In this comparison, suppose our hypothetical company has $200 of debt in the base year (Exhibit 3). In that base year, the company’s enterprise value is $1,500 and its equity value is $1,300. Note that the enterprise value divided by after-tax operating profits is now different from the P/E ratio, at 15.0 and 13.8 times, respectively. The P/E ratio is lower because the higher leverage increases the riskiness of the equity, leading to a higher cost of equity.
If the company repurchases shares, the enterprise value and equity remain the same as in the base year. In addition, shareholders receive $100 in share repurchases, so collectively, the shareholders will have $1,300 in equity value plus $100 of cash, for a total of $1,400. The remaining shares outstanding will be worth $14 per share.
If the company pays down debt instead, the enterprise value remains the same, but the equity value increases by $100. Note that the enterprise value doesn’t change because the operating cash flows of the company have not changed. However, the value of the equity increases by the amount of cash retained and used to pay down debt. The value of the company to all the shareholders is the same as the sum of equity value and cash distributed in the share repurchase, or $1,400.
The equity value of $1,400 divided by a net income of $97 produces a P/E ratio of 14.4. Note that the P/E ratio in the base year, as well as in the share-repurchase scenario, was lower, at 13.8. The increase in the P/E ratio is due to the declining leverage, leading to less risky equity and a lower cost of equity.
On a per-share basis, repurchasing shares increases EPS, in this case from $0.94 to $1.01, but the increase in EPS is offset by the lower P/E ratio relative to the scenario of paying down debt.
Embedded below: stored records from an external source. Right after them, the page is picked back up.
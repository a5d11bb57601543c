use tracing_subscriber::EnvFilter;

/// Installs the global subscriber. `RUST_LOG` wins when set; otherwise
/// `info`, or `debug` when `debug` is true.
pub fn init(debug: bool) {
    let default_level = if debug { "debug" } else { "info" };
    let filter = EnvFilter::try_from_default_env()
        .unwrap_or_else(|_| EnvFilter::new(default_level));

    let _ = tracing_subscriber::fmt()
        .with_env_filter(filter)
        .with_target(true)
        .try_init();
}
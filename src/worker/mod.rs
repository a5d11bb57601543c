pub mod stats;

use std::sync::Arc;

use async_trait::async_trait;
use tokio::sync::{mpsc, watch};
use tracing::{debug, error, warn};

use crate::error::{ProcessError, WorkerError};
use crate::queue::{Channel, InFlightMessage, MetricEvent};

pub use stats::{ProcessorStats, StatsProcessor, StatsSink};

/// Consecutive failures after which a worker stops consuming.
pub const MAX_CONSECUTIVE_FAILURES: u32 = 5;

/// Default bound on messages processed at the same time.
pub const DEFAULT_MAX_IN_FLIGHT: usize = 3;

/// Persists one [`MetricEvent`] somewhere.
#[async_trait]
pub trait Processor: Send + Sync {
    async fn process(&self, event: &MetricEvent) -> Result<(), ProcessError>;
}

#[derive(Debug, Clone)]
pub struct WorkerConfig {
    /// Messages dispatched but not yet settled, at most.
    pub max_in_flight: usize,
    /// Run of failures that opens the circuit.
    pub max_consecutive_failures: u32,
}

impl Default for WorkerConfig {
    fn default() -> Self {
        Self {
            max_in_flight: DEFAULT_MAX_IN_FLIGHT,
            max_consecutive_failures: MAX_CONSECUTIVE_FAILURES,
        }
    }
}

/// Result of one message, reported to the error checker.
struct Outcome {
    success: bool,
}

/// What the error checker has seen so far, published after every outcome.
#[derive(Debug, Clone, Copy, Default, PartialEq, Eq)]
struct Breaker {
    /// Current run of failures, reset by any success
    failures: u32,
    /// Messages whose outcome has been reported
    settled: u64,
    /// Length of the run that opened the circuit
    tripped: Option<u32>,
}

impl Breaker {
    /// Whether one more message may be dispatched with `dispatched` sent so
    /// far. Every message in flight may still fail, so the run plus the
    /// in-flight count stays below `threshold` and the circuit opens on
    /// exactly `threshold` failures.
    fn admits(&self, dispatched: u64, config: &WorkerConfig) -> bool {
        let in_flight = dispatched.saturating_sub(self.settled);
        in_flight < config.max_in_flight as u64
            && u64::from(self.failures) + in_flight < u64::from(config.max_consecutive_failures)
    }
}

// ─── Consumption loop ────────────────────────────────────────────

/// Consumes `queue` and feeds every message through `processor`.
///
/// Each message runs in its own task: processed, then acked on success or
/// nacked on failure. The loop only returns on a terminal condition, either
/// the circuit opening after `max_consecutive_failures` failures in a row or
/// the message stream closing. Tasks already dispatched are left to finish.
///
/// Up to `max_in_flight` messages run at once while things go well. During a
/// run of failures the loop dispatches less, so that no more than
/// `max_consecutive_failures` messages are ever nacked in a row.
pub async fn run_worker(
    channel: &dyn Channel,
    queue: &str,
    processor: Arc<dyn Processor>,
    config: WorkerConfig,
) -> WorkerError {
    let mut messages = match channel.consume_metrics(queue).await {
        Ok(messages) => messages,
        Err(e) => {
            error!(queue, error = %e, "could not consume from queue");
            return WorkerError::Consume(e);
        }
    };

    let config = WorkerConfig {
        max_in_flight: config.max_in_flight.max(1),
        max_consecutive_failures: config.max_consecutive_failures.max(1),
    };
    let (results_tx, results_rx) = mpsc::unbounded_channel();
    let (breaker_tx, mut breaker) = watch::channel(Breaker::default());
    tokio::spawn(error_check(
        results_rx,
        breaker_tx,
        config.max_consecutive_failures,
    ));

    let mut dispatched = 0u64;
    loop {
        let tripped = match breaker
            .wait_for(|b| b.tripped.is_some() || b.admits(dispatched, &config))
            .await
        {
            Ok(b) => b.tripped,
            Err(_) => return WorkerError::Disconnected,
        };
        if let Some(consecutive) = tripped {
            return too_many_errors(consecutive);
        }

        // Admitted dispatches cannot open the circuit while we wait here
        let msg = match messages.recv().await {
            Some(msg) => msg,
            None => {
                error!(queue, "disconnected from metrics queue");
                return WorkerError::Disconnected;
            }
        };

        dispatched += 1;
        tokio::spawn(handle_message(msg, processor.clone(), results_tx.clone()));
    }
}

fn too_many_errors(consecutive: u32) -> WorkerError {
    error!(consecutive, "processor had too many errors, quitting");
    WorkerError::TooManyErrors { consecutive }
}

async fn handle_message(
    mut msg: Box<dyn InFlightMessage>,
    processor: Arc<dyn Processor>,
    results: mpsc::UnboundedSender<Outcome>,
) {
    let success = match msg.metric_data() {
        Ok(event) => {
            debug!(?event, "processing metric");
            match processor.process(&event).await {
                Ok(()) => {
                    if let Err(e) = msg.ack().await {
                        warn!(error = %e, "could not ack processed metric");
                    }
                    true
                }
                Err(e) => {
                    warn!(error = %e, "error while processing a metric, won't ack");
                    nack(msg.as_ref()).await;
                    false
                }
            }
        }
        Err(e) => {
            error!(error = %e, "unexpected error reading metric data");
            nack(msg.as_ref()).await;
            false
        }
    };

    // The checker outlives every task unless the engine is gone
    let _ = results.send(Outcome { success });
}

async fn nack(msg: &dyn InFlightMessage) {
    if let Err(e) = msg.nack().await {
        warn!(error = %e, "could not nack metric");
    }
}

// ─── Circuit breaker ─────────────────────────────────────────────

/// Sole owner of the consecutive-failure count. Publishes a [`Breaker`]
/// after every outcome and latches `tripped` once the run reaches
/// `threshold`.
async fn error_check(
    mut results: mpsc::UnboundedReceiver<Outcome>,
    breaker: watch::Sender<Breaker>,
    threshold: u32,
) {
    while let Some(outcome) = results.recv().await {
        breaker.send_modify(|b| {
            b.settled += 1;
            if outcome.success {
                b.failures = 0;
            } else {
                b.failures += 1;
            }
            if b.failures >= threshold && b.tripped.is_none() {
                b.tripped = Some(b.failures);
            }
        });
    }
}
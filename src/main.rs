use std::sync::Arc;

use anyhow::Context;
use clap::Parser;
use tracing::{debug, error, info};

use metric_collector::config::WorkerCli;
use metric_collector::metrics::StatsRegistry;
use metric_collector::processors::{spawn_consolidation, ProcessorKind};
use metric_collector::queue::{declare_topology, Channel, RabbitMqChannel};
use metric_collector::store::RedisStore;
use metric_collector::worker::{run_worker, StatsProcessor, StatsSink};
use metric_collector::{logging, server, AppState};

#[tokio::main]
async fn main() {
    // Unknown kinds make clap print usage and exit with status 2
    let cli = WorkerCli::parse();
    logging::init(cli.debug);

    if let Err(e) = run(cli).await {
        error!("{e:#}");
    }
    // Every way out of a worker is fatal
    std::process::exit(1);
}

async fn run(cli: WorkerCli) -> anyhow::Result<()> {
    // ── 1. Store + processor ─────────────────────────────────────
    info!(kind = ?cli.kind, "initializing metric processor");
    debug!(url = %cli.redis_url, "connecting to Redis");
    let store = Arc::new(
        RedisStore::connect(&cli.redis_url)
            .await
            .context("error initializing processor")?,
    );
    let processor = cli.kind.build(store.clone());

    if cli.kind == ProcessorKind::DistinctName {
        spawn_consolidation(store, cli.consolidate_interval());
    }

    // ── 2. Broker + topology ─────────────────────────────────────
    info!("connecting to RabbitMQ");
    let channel = RabbitMqChannel::connect(&cli.broker.rabbitmq_url)
        .await
        .context("error connecting to RabbitMQ")?
        .with_prefetch(cli.max_in_flight);
    declare_topology(&channel, true)
        .await
        .context("could not declare queue topology")?;

    // ── 3. Stats endpoint ────────────────────────────────────────
    let registry = Arc::new(StatsRegistry::new());
    server::spawn(
        cli.stats_addr,
        Arc::new(AppState {
            stats: registry.clone(),
        }),
    );
    let sink: Arc<dyn StatsSink> = registry;
    let processor = Arc::new(StatsProcessor::new(processor, Some(sink)));

    // ── 4. Consume until something fatal happens ─────────────────
    info!(queue = cli.kind.queue(), "starting worker");
    let reason = run_worker(&channel, cli.kind.queue(), processor, cli.worker_config()).await;
    if let Err(e) = channel.close().await {
        debug!(error = %e, "closing broker connection");
    }
    Err(reason).context("worker stopped")
}
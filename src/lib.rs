//! Fans metric events from a RabbitMQ fanout exchange out to independent
//! workers, each persisting them into its own store.

use std::sync::Arc;

pub mod backoff;
pub mod config;
pub mod dispatcher;
pub mod error;
pub mod logging;
pub mod metrics;
pub mod processors;
pub mod queue;
pub mod server;
pub mod store;
pub mod worker;

/// Shared state handed to the debug HTTP handlers via `State<Arc<AppState>>`.
pub struct AppState {
    /// Latest counters pushed by the stats decorator.
    pub stats: Arc<metrics::StatsRegistry>,
}
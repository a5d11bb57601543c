use std::time::Duration;

use async_trait::async_trait;
use chrono::{DateTime, Utc};
use redis::aio::ConnectionManager;
use redis::AsyncCommands;

use super::{AccountStore, EventLogStore, EventRecord, FrequencyStore, Scores};
use crate::error::StoreError;

// ─── Key layout ──────────────────────────────────────────────────

/// Prefix of every event-log entry (`metrics:hl:<millis>:<id>`).
pub const EVENT_LOG_PREFIX: &str = "metrics:hl";

/// Hash holding one field per username.
pub const ACCOUNTS_KEY: &str = "metrics:accounts";

/// Lifetime of an event-log entry.
pub const EVENT_LOG_TTL: Duration = Duration::from_secs(60 * 60);

/// All three stores on top of one Redis connection.
///
/// `ConnectionManager` is cheaply cloneable and reconnects on failure; every
/// call works on its own clone of the shared multiplexed connection.
#[derive(Clone)]
pub struct RedisStore {
    conn: ConnectionManager,
}

impl RedisStore {
    /// Opens a `ConnectionManager` to `url` and pings it.
    pub async fn connect(url: &str) -> Result<Self, StoreError> {
        let client = redis::Client::open(url)?;
        let mut conn = ConnectionManager::new(client).await?;
        let _: String = redis::cmd("PING").query_async(&mut conn).await?;
        Ok(Self { conn })
    }
}

#[async_trait]
impl FrequencyStore for RedisStore {
    async fn increment(&self, key: &str, member: &str, by: f64) -> Result<f64, StoreError> {
        let mut conn = self.conn.clone();
        let score: f64 = conn.zincr(key, member, by).await?;
        Ok(score)
    }

    async fn exists(&self, key: &str) -> Result<bool, StoreError> {
        let mut conn = self.conn.clone();
        Ok(conn.exists(key).await?)
    }

    async fn union_sum(&self, dest: &str, sources: &[String]) -> Result<u64, StoreError> {
        if sources.is_empty() {
            return Ok(0);
        }
        let mut conn = self.conn.clone();
        let members: u64 = redis::cmd("ZUNIONSTORE")
            .arg(dest)
            .arg(sources.len())
            .arg(sources)
            .arg("AGGREGATE")
            .arg("SUM")
            .query_async(&mut conn)
            .await?;
        Ok(members)
    }

    async fn delete(&self, keys: &[String]) -> Result<u64, StoreError> {
        if keys.is_empty() {
            return Ok(0);
        }
        let mut conn = self.conn.clone();
        Ok(conn.del(keys).await?)
    }

    async fn scores(&self, key: &str) -> Result<Scores, StoreError> {
        let mut conn = self.conn.clone();
        let pairs: Vec<(String, f64)> = conn.zrange_withscores(key, 0, -1).await?;
        Ok(pairs.into_iter().collect())
    }
}

#[async_trait]
impl EventLogStore for RedisStore {
    async fn append(&self, record: &EventRecord) -> Result<(), StoreError> {
        let key = format!(
            "{EVENT_LOG_PREFIX}:{}:{}",
            record.time.timestamp_millis(),
            &uuid::Uuid::new_v4().simple().to_string()[..12],
        );
        let json = serde_json::to_string(record)?;

        let mut conn = self.conn.clone();
        let _: () = redis::cmd("SET")
            .arg(&key)
            .arg(&json)
            .arg("EX")
            .arg(EVENT_LOG_TTL.as_secs())
            .query_async(&mut conn)
            .await?;
        Ok(())
    }
}

#[async_trait]
impl AccountStore for RedisStore {
    async fn insert_if_absent(
        &self,
        username: &str,
        first_seen: DateTime<Utc>,
    ) -> Result<bool, StoreError> {
        let mut conn = self.conn.clone();
        let inserted: bool = conn
            .hset_nx(ACCOUNTS_KEY, username, first_seen.to_rfc3339())
            .await?;
        Ok(inserted)
    }
}
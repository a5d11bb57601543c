use std::sync::Arc;
use std::time::{Duration, Instant};

use async_trait::async_trait;
use parking_lot::Mutex;
use serde::Serialize;

use super::Processor;
use crate::error::ProcessError;
use crate::queue::MetricEvent;

/// Running counters of a wrapped processor.
#[derive(Debug, Clone, Copy, Default, PartialEq, Serialize)]
pub struct ProcessorStats {
    pub processed_count: i64,
    pub error_count: i64,
    /// Mean of `MetricEvent::count` over every processed event
    pub avg_count: f64,
    /// Mean wall time of the wrapped `process` call, in seconds
    pub avg_latency_secs: f64,
}

impl ProcessorStats {
    fn record(&mut self, count: i64, elapsed_secs: f64, failed: bool) {
        let n = self.processed_count;
        self.avg_count = next_avg(self.avg_count, n, count as f64);
        self.avg_latency_secs = next_avg(self.avg_latency_secs, n, elapsed_secs);
        self.processed_count = n + 1;
        if failed {
            self.error_count += 1;
        }
    }
}

/// Mean of `n` values averaging `current`, plus `value`.
pub fn next_avg(current: f64, n: i64, value: f64) -> f64 {
    (current * n as f64 + value) / (n + 1) as f64
}

/// Receives a copy of the counters after every update.
pub trait StatsSink: Send + Sync {
    fn publish(&self, stats: &ProcessorStats, latency: Duration);
}

/// Wraps another processor and keeps [`ProcessorStats`] on it.
/// Errors from the wrapped processor are recorded, then returned unchanged.
pub struct StatsProcessor {
    inner: Arc<dyn Processor>,
    stats: Mutex<ProcessorStats>,
    sink: Option<Arc<dyn StatsSink>>,
}

impl StatsProcessor {
    pub fn new(inner: Arc<dyn Processor>, sink: Option<Arc<dyn StatsSink>>) -> Self {
        Self {
            inner,
            stats: Mutex::new(ProcessorStats::default()),
            sink,
        }
    }

    pub fn stats(&self) -> ProcessorStats {
        *self.stats.lock()
    }
}

#[async_trait]
impl Processor for StatsProcessor {
    async fn process(&self, event: &MetricEvent) -> Result<(), ProcessError> {
        let start = Instant::now();
        let result = self.inner.process(event).await;
        let elapsed = start.elapsed();

        let snapshot = {
            let mut stats = self.stats.lock();
            stats.record(event.count, elapsed.as_secs_f64(), result.is_err());
            *stats
        };

        if let Some(sink) = &self.sink {
            sink.publish(&snapshot, elapsed);
        }

        result
    }
}
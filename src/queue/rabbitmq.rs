use async_trait::async_trait;
use futures::StreamExt;
use lapin::message::Delivery;
use lapin::options::{
    BasicAckOptions, BasicConsumeOptions, BasicNackOptions, BasicPublishOptions, BasicQosOptions,
    ExchangeDeclareOptions, QueueBindOptions, QueueDeclareOptions,
};
use lapin::types::FieldTable;
use lapin::{BasicProperties, Connection, ConnectionProperties, ExchangeKind};
use tokio::sync::mpsc;
use tracing::{debug, warn};

use super::{decode_body, Channel, InFlightMessage, MessageStream, MetricEvent};
use crate::error::QueueError;

/// Default number of unacknowledged deliveries the broker hands to one consumer.
pub const PREFETCH_COUNT: u16 = 3;

/// AMQP 0-9-1 persistent delivery mode.
const PERSISTENT: u8 = 2;

/// Broker-backed [`Channel`] over a single AMQP connection.
pub struct RabbitMqChannel {
    connection: Connection,
    channel: lapin::Channel,
    prefetch: u16,
}

/// One broker delivery, decoded lazily.
pub struct RabbitMqMessage {
    delivery: Delivery,
    data: Option<MetricEvent>,
}

impl RabbitMqChannel {
    /// Dials the broker at `url` and opens a channel on it.
    pub async fn connect(url: &str) -> Result<Self, QueueError> {
        let connection = Connection::connect(url, ConnectionProperties::default())
            .await
            .map_err(|e| QueueError::Connection(format!("failed to connect to RabbitMQ: {e}")))?;

        let channel = connection
            .create_channel()
            .await
            .map_err(|e| QueueError::Connection(format!("failed to create channel: {e}")))?;

        Ok(Self {
            connection,
            channel,
            prefetch: PREFETCH_COUNT,
        })
    }

    /// Overrides the per-consumer in-flight credit applied by `consume_metrics`.
    pub fn with_prefetch(mut self, prefetch: u16) -> Self {
        self.prefetch = prefetch.max(1);
        self
    }
}

#[async_trait]
impl Channel for RabbitMqChannel {
    async fn declare_exchange(&self, exchange: &str, durable: bool) -> Result<(), QueueError> {
        self.channel
            .exchange_declare(
                exchange,
                ExchangeKind::Fanout,
                ExchangeDeclareOptions {
                    durable,
                    ..ExchangeDeclareOptions::default()
                },
                FieldTable::default(),
            )
            .await
            .map_err(|e| QueueError::Declare {
                name: exchange.to_owned(),
                reason: e.to_string(),
            })
    }

    async fn declare_queue(
        &self,
        exchange: &str,
        queue: &str,
        durable: bool,
    ) -> Result<(), QueueError> {
        let declare_err = |e: lapin::Error| QueueError::Declare {
            name: queue.to_owned(),
            reason: e.to_string(),
        };

        self.channel
            .queue_declare(
                queue,
                QueueDeclareOptions {
                    durable,
                    ..QueueDeclareOptions::default()
                },
                FieldTable::default(),
            )
            .await
            .map_err(declare_err)?;

        // Fanout: the routing key is ignored
        self.channel
            .queue_bind(
                queue,
                exchange,
                "",
                QueueBindOptions::default(),
                FieldTable::default(),
            )
            .await
            .map_err(declare_err)
    }

    async fn publish_metric(&self, exchange: &str, event: &MetricEvent) -> Result<(), QueueError> {
        let payload =
            serde_json::to_vec(event).map_err(|e| QueueError::Publish(e.to_string()))?;

        let properties = BasicProperties::default()
            .with_delivery_mode(PERSISTENT)
            .with_content_type("application/json".into());

        self.channel
            .basic_publish(
                exchange,
                "",
                BasicPublishOptions::default(),
                &payload,
                properties,
            )
            .await
            .map_err(|e| QueueError::Publish(e.to_string()))?
            .await
            .map_err(|e| QueueError::Publish(e.to_string()))?;
        Ok(())
    }

    async fn consume_metrics(&self, queue: &str) -> Result<MessageStream, QueueError> {
        // Passive declare only checks existence; the broker answers 404 otherwise
        self.channel
            .queue_declare(
                queue,
                QueueDeclareOptions {
                    passive: true,
                    ..QueueDeclareOptions::default()
                },
                FieldTable::default(),
            )
            .await
            .map_err(|_| QueueError::QueueNotFound(queue.to_owned()))?;

        self.channel
            .basic_qos(self.prefetch, BasicQosOptions::default())
            .await
            .map_err(|e| QueueError::Consume(e.to_string()))?;

        let mut consumer = self
            .channel
            .basic_consume(
                queue,
                "",
                BasicConsumeOptions::default(),
                FieldTable::default(),
            )
            .await
            .map_err(|e| QueueError::Consume(e.to_string()))?;

        // Forward deliveries until the broker goes away or nobody listens
        let (tx, rx) = mpsc::unbounded_channel::<Box<dyn InFlightMessage>>();
        let queue = queue.to_owned();
        tokio::spawn(async move {
            while let Some(delivery) = consumer.next().await {
                match delivery {
                    Ok(delivery) => {
                        let msg = RabbitMqMessage {
                            delivery,
                            data: None,
                        };
                        if tx.send(Box::new(msg)).is_err() {
                            break;
                        }
                    }
                    Err(e) => {
                        warn!(queue = %queue, error = %e, "consumer stream failed");
                        break;
                    }
                }
            }
            debug!(queue = %queue, "consumer stream ended");
        });

        Ok(rx)
    }

    async fn close(&self) -> Result<(), QueueError> {
        self.channel.close(200, "bye").await?;
        self.connection.close(200, "bye").await?;
        Ok(())
    }
}

#[async_trait]
impl InFlightMessage for RabbitMqMessage {
    fn metric_data(&mut self) -> Result<MetricEvent, QueueError> {
        decode_body(&mut self.data, &self.delivery.data)
    }

    async fn ack(&self) -> Result<(), QueueError> {
        self.delivery
            .acker
            .ack(BasicAckOptions::default())
            .await
            .map_err(|e| QueueError::Acknowledge(e.to_string()))
    }

    async fn nack(&self) -> Result<(), QueueError> {
        self.delivery
            .acker
            .nack(BasicNackOptions {
                multiple: false,
                requeue: true,
            })
            .await
            .map_err(|e| QueueError::Acknowledge(e.to_string()))
    }
}
//! Concurrency tests for shared registries and caches
//!
//! Tests cover:
//! - Concurrent first-time population of the descriptor cache
//! - Several mappers sharing one cache and one alias registry
//! - Concurrent registration of the same schema

use dtokit_core::{
    DescriptorCache, FieldSpec, ImportMap, Mapper, SchemaRegistry, TypeName, TypeSchema, Value,
};
use dtokit_types::{AliasRegistry, Import};
use serde_json::json;
use std::sync::{Arc, Barrier};
use std::thread;

const THREADS: usize = 8;

fn registry() -> Arc<SchemaRegistry> {
    let registry = SchemaRegistry::new();
    registry.register(
        TypeSchema::new("App\\Order")
            .field(FieldSpec::new("id").typed("integer"))
            .field(FieldSpec::new("lines").typed("Line[]"))
            .field(FieldSpec::new("note").typed("?string")),
    );
    registry.register(
        TypeSchema::new("App\\Line")
            .field(FieldSpec::new("sku").typed("string"))
            .field(FieldSpec::new("quantity").typed("int").default(1)),
    );
    Arc::new(registry)
}

fn order_input(id: usize) -> serde_json::Value {
    json!({
        "id": id.to_string(),
        "lines": [
            { "sku": "A-1", "quantity": "3" },
            { "sku": "B-2" },
        ],
    })
}

#[test]
fn test_concurrent_first_access_builds_consistent_layouts() {
    let mapper = Arc::new(Mapper::new(registry()));
    let barrier = Arc::new(Barrier::new(THREADS));

    let handles: Vec<_> = (0..THREADS)
        .map(|i| {
            let mapper = Arc::clone(&mapper);
            let barrier = Arc::clone(&barrier);
            thread::spawn(move || {
                barrier.wait();
                let order = mapper.map_json("App\\Order", &order_input(i)).unwrap();
                (i, order)
            })
        })
        .collect();

    for handle in handles {
        let (i, order) = handle.join().unwrap();
        assert_eq!(order.get("id"), Some(&Value::Int(i as i64)));
        assert_eq!(order.get("note"), Some(&Value::Null));
        assert_eq!(
            order.to_json()["lines"],
            json!([
                { "sku": "A-1", "quantity": 3 },
                { "sku": "B-2", "quantity": 1 },
            ])
        );
    }

    let order = TypeName::new("App\\Order");
    let first = mapper.layout(&order).unwrap();
    let second = mapper.layout(&order).unwrap();
    assert!(Arc::ptr_eq(&first, &second));
    assert_eq!(mapper.descriptors().len(), 2);
}

#[test]
fn test_mappers_share_cache() {
    let schemas = registry();
    let cache = Arc::new(DescriptorCache::new());
    let barrier = Arc::new(Barrier::new(THREADS));

    let handles: Vec<_> = (0..THREADS)
        .map(|i| {
            let mapper = Mapper::new(Arc::clone(&schemas)).with_descriptor_cache(Arc::clone(&cache));
            let barrier = Arc::clone(&barrier);
            thread::spawn(move || {
                barrier.wait();
                mapper.map_json("App\\Order", &order_input(i)).is_ok()
            })
        })
        .collect();

    for handle in handles {
        assert!(handle.join().unwrap());
    }

    let layouts: Vec<_> = (0..THREADS)
        .map(|_| {
            Mapper::new(Arc::clone(&schemas))
                .with_descriptor_cache(Arc::clone(&cache))
                .layout(&TypeName::new("App\\Line"))
                .unwrap()
        })
        .collect();
    assert!(layouts.windows(2).all(|pair| Arc::ptr_eq(&pair[0], &pair[1])));
    assert_eq!(cache.len(), 2);
}

#[test]
fn test_shared_alias_registry() {
    let imports = ImportMap::new().with_import("App\\Api\\Envelope", Import::aliased("App\\Line", "Item"));
    let aliases = Arc::new(AliasRegistry::new(Arc::new(imports)));
    let schemas = registry();
    schemas.register(TypeSchema::new("App\\Api\\Envelope").field(FieldSpec::new("item").typed("Item")));

    thread::scope(|scope| {
        for _ in 0..THREADS {
            let mapper = Mapper::new(Arc::clone(&schemas)).with_alias_registry(Arc::clone(&aliases));
            scope.spawn(move || {
                let envelope = mapper
                    .map_json("App\\Api\\Envelope", &json!({ "item": { "sku": "C-3" } }))
                    .unwrap();
                let item = envelope.get("item").and_then(Value::as_object).unwrap();
                assert!(item.is_instance_of("App\\Line"));
            });
        }
    });

    assert_eq!(aliases.len(), 1);
}

#[test]
fn test_concurrent_duplicate_registration() {
    let schemas = Arc::new(SchemaRegistry::new());
    let barrier = Arc::new(Barrier::new(THREADS));

    let handles: Vec<_> = (0..THREADS)
        .map(|_| {
            let schemas = Arc::clone(&schemas);
            let barrier = Arc::clone(&barrier);
            thread::spawn(move || {
                barrier.wait();
                schemas.register(TypeSchema::new("App\\Flag").field(FieldSpec::new("on").typed("bool")))
            })
        })
        .collect();

    let accepted = handles
        .into_iter()
        .map(|handle| handle.join().unwrap())
        .filter(|accepted| *accepted)
        .count();
    assert_eq!(accepted, 1);
    assert_eq!(schemas.len(), 1);
}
On the off chance that a company might borrow cash to repurchase shares, for example, it would increase a company’s EPS because the effect of reducing the share count is larger than the reduction in net income due to additional interest expense. However, with its increased debt, the company’s equity would be riskier and, all else being equal, its P/E ratio would decline—offsetting the increase in EPS.
Repurchase versus investing
Finally, consider what happens when, instead of repurchasing shares, our hypothetical company invests that same amount of cash, $100, back in the business. Assuming it earns a return of 15 percent, which exceeds its cost of capital, its income would increase by $15 (Exhibit 4).3
Assuming the enterprise-value multiple remains constant at 15 times, the enterprise value and equity value will increase to $1,725—which is more than the sum of the equity value and the cash paid out in the share-repurchase case. The EPS is also higher in the investment case.
Investing at an attractive return on capital will always create more value than repurchasing shares, but it doesn’t always do so as quickly. In this simple example, we’ve assumed that the company earned an immediate 15 percent return on its investment. That’s often not realistic, since there will be a lag between when a company invests and when it realizes a return. For example, if the company didn’t earn a return until year three, its EPS for the first two years would be higher from share repurchases than it would be from investing. This explains the temptation to repurchase shares instead of investing. With a share repurchase, the effect on EPS is immediate, and with investing, it is delayed. Disciplined managers won’t fall for the short-term benefit at the expense of long-term value creation.
Improving a company’s earnings per share can improve its return to shareholders. But the contribution of share repurchases is virtually nil.